PROBLEM DETAILS: Range to reproduce from the entries below: the line with "let (result_tx, result_rx)", the line with "let _ = PeekMessageW(&mut", and every line in between. Give them exactly and give nothing else.

Collected data entries:
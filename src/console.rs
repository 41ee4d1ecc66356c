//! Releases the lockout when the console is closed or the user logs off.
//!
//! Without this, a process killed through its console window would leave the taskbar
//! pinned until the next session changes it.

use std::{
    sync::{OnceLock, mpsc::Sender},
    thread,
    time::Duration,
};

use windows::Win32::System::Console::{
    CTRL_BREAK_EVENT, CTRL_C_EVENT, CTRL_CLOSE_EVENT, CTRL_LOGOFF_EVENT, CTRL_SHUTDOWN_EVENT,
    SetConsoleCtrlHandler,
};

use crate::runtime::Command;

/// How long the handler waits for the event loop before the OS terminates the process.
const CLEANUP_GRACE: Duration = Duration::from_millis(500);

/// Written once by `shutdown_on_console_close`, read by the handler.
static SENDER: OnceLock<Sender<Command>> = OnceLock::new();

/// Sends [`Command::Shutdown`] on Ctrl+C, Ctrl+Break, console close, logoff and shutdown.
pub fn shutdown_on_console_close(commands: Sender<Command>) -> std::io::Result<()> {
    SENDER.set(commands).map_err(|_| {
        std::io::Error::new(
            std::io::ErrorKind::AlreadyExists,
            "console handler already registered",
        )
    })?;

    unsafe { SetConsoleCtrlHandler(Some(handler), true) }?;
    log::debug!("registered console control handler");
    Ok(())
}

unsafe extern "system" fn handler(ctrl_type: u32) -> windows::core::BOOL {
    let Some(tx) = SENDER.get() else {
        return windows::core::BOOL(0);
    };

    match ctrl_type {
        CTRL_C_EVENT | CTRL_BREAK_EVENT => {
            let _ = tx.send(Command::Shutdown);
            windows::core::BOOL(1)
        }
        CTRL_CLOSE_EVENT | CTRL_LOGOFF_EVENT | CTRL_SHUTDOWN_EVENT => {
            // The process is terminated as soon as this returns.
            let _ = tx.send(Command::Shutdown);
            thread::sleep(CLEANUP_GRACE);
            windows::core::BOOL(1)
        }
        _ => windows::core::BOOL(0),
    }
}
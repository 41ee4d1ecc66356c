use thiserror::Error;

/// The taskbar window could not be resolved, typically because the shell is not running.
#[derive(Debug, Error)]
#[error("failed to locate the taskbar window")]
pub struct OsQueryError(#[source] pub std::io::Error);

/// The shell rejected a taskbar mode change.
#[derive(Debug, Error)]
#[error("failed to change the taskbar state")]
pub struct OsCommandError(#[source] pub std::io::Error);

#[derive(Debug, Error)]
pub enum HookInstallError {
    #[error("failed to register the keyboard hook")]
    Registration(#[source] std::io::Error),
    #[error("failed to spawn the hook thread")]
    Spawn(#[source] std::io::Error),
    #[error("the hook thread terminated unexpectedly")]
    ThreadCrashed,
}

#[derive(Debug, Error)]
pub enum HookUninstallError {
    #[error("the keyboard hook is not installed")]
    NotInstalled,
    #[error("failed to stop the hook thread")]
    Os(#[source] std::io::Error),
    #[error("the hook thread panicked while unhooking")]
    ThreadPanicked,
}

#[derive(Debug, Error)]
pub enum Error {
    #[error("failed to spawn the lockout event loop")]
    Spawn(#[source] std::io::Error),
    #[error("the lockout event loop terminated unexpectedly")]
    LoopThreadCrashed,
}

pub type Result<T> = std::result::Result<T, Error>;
...
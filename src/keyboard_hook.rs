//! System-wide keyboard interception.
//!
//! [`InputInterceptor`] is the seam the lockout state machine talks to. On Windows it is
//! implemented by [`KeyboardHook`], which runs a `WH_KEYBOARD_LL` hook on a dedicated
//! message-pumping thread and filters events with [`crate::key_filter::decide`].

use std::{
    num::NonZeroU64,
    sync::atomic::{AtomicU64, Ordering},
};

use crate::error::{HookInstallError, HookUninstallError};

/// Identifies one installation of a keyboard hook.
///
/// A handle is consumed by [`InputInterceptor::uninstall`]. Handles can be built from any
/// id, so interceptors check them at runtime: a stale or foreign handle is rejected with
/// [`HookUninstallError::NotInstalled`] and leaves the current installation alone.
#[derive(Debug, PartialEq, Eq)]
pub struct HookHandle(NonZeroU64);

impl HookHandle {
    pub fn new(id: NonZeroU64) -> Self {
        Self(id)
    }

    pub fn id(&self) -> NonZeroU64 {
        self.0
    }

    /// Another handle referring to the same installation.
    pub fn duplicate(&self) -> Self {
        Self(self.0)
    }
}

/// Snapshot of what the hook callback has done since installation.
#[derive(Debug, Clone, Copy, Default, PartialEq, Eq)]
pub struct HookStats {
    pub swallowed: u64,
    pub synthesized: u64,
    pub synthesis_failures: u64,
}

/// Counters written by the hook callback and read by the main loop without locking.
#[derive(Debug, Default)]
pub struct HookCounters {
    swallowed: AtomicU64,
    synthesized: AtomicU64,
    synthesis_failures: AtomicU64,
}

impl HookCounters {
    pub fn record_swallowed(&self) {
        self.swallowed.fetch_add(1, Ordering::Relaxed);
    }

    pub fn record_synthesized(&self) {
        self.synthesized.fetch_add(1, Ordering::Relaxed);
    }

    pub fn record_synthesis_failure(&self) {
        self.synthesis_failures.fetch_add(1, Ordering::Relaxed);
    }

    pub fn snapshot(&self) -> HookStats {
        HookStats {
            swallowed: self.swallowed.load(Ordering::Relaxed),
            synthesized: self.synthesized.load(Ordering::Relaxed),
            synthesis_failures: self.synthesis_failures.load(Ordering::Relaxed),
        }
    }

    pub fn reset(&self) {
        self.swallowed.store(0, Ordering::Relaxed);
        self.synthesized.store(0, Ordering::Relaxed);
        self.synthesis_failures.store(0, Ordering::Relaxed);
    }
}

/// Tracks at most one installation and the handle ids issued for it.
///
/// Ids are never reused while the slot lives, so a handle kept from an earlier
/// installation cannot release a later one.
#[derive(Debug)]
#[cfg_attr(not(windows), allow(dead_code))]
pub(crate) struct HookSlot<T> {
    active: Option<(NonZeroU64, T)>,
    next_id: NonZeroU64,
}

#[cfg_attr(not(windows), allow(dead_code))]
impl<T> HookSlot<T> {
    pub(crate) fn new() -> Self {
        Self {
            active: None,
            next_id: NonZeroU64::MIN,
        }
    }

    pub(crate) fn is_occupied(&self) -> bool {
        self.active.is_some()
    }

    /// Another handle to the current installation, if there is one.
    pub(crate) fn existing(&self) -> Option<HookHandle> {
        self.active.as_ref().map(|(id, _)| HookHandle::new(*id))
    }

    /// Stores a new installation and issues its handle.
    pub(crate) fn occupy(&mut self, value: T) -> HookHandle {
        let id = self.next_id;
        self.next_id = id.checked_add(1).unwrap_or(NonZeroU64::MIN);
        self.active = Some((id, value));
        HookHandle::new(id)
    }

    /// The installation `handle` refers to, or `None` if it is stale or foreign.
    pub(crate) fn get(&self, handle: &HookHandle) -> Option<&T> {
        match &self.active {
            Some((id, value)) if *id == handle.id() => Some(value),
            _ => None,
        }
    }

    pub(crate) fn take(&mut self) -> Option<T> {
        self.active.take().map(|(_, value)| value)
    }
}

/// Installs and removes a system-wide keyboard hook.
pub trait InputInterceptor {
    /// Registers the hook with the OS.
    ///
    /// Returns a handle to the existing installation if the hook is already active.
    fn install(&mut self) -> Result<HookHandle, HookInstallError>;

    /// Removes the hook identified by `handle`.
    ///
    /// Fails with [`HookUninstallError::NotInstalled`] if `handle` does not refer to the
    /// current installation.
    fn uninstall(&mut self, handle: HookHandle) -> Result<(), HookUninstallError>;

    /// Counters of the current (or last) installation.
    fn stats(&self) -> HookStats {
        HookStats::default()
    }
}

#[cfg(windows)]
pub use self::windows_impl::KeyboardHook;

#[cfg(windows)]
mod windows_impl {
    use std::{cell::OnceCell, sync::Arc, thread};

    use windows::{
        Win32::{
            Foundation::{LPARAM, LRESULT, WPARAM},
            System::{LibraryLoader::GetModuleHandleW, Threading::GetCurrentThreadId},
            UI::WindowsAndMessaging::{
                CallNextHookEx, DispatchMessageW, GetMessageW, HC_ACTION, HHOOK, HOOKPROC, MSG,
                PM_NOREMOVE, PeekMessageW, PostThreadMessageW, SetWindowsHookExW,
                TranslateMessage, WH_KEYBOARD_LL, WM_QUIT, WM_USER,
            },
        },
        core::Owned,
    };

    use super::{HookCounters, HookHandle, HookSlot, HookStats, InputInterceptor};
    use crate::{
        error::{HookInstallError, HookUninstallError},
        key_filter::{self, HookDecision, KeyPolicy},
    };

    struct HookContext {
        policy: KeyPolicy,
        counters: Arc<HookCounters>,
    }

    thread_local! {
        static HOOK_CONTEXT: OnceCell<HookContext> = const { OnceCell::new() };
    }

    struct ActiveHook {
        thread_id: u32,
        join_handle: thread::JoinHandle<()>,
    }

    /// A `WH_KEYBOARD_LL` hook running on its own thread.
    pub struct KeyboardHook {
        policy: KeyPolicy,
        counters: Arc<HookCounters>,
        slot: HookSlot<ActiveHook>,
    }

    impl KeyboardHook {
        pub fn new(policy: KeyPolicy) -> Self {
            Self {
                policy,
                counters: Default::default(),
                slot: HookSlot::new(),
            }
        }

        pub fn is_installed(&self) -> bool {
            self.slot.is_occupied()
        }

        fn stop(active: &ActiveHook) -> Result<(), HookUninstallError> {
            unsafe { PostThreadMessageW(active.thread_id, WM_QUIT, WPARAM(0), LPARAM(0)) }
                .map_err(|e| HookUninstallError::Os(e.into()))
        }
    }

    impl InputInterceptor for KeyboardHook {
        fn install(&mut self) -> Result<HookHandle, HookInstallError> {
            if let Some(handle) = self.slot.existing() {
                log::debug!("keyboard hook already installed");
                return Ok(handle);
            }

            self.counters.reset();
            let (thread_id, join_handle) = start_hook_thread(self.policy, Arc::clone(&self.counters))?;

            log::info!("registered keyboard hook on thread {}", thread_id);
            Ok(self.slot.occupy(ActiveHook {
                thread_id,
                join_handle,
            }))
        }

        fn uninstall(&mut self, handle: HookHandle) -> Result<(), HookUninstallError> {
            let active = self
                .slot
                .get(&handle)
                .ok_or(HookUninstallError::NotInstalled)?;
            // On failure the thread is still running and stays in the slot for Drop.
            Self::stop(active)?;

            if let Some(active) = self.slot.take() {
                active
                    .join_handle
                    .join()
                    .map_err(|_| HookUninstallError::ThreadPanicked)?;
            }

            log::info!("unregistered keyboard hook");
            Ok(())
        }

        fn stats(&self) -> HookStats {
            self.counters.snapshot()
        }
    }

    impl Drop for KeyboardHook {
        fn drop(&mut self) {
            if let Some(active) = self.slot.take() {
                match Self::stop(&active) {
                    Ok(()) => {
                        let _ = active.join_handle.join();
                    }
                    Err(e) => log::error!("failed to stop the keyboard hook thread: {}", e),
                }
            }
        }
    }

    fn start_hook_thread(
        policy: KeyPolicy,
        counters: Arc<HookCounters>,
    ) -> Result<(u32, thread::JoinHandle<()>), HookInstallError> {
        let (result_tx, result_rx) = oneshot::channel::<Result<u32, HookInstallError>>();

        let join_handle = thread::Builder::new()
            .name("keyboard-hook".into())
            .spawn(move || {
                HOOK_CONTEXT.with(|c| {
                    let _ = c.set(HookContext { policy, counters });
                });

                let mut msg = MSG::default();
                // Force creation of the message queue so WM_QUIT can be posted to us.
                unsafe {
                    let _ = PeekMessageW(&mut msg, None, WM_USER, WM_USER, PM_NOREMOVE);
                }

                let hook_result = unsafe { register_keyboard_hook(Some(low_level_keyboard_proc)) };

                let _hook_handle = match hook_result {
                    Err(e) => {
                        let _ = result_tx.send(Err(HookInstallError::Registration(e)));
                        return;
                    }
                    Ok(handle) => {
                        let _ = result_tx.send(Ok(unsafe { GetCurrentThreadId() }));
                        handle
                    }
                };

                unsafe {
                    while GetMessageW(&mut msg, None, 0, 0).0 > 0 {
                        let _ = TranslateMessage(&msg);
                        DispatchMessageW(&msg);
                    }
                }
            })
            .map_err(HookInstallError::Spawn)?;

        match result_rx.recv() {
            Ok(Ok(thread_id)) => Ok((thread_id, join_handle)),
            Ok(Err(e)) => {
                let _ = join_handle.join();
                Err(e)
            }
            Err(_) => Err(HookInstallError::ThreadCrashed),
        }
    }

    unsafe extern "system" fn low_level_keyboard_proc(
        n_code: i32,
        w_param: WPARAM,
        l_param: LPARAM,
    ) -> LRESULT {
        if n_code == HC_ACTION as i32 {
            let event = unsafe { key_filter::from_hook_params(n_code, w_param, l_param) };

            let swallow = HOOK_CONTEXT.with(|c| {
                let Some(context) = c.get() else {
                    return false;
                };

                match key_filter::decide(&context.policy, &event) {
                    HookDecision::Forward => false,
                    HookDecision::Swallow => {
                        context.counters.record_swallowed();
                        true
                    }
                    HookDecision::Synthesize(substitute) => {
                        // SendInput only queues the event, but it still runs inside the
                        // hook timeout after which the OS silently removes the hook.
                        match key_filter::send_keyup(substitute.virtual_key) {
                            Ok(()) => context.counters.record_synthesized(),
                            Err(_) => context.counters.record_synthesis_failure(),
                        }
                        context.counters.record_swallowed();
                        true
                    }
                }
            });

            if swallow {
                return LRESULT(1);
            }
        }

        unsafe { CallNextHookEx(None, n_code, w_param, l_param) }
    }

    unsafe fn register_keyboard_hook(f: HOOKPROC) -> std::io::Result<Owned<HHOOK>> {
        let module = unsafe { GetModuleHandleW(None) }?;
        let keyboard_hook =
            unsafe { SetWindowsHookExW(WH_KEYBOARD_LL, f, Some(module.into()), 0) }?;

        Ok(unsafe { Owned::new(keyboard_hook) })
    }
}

OUTPUT FOR THIS EXERCISE:
        let (result_tx, result_rx) = oneshot::channel::<Result<u32, HookInstallError>>();

        let join_handle = thread::Builder::new()
            .name("keyboard-hook".into())
            .spawn(move || {
                HOOK_CONTEXT.with(|c| {
                    let _ = c.set(HookContext { policy, counters });
                });

                let mut msg = MSG::default();
                // Force creation of the message queue so WM_QUIT can be posted to us.
                unsafe {
                    let _ = PeekMessageW(&mut msg, None, WM_USER, WM_USER, PM_NOREMOVE);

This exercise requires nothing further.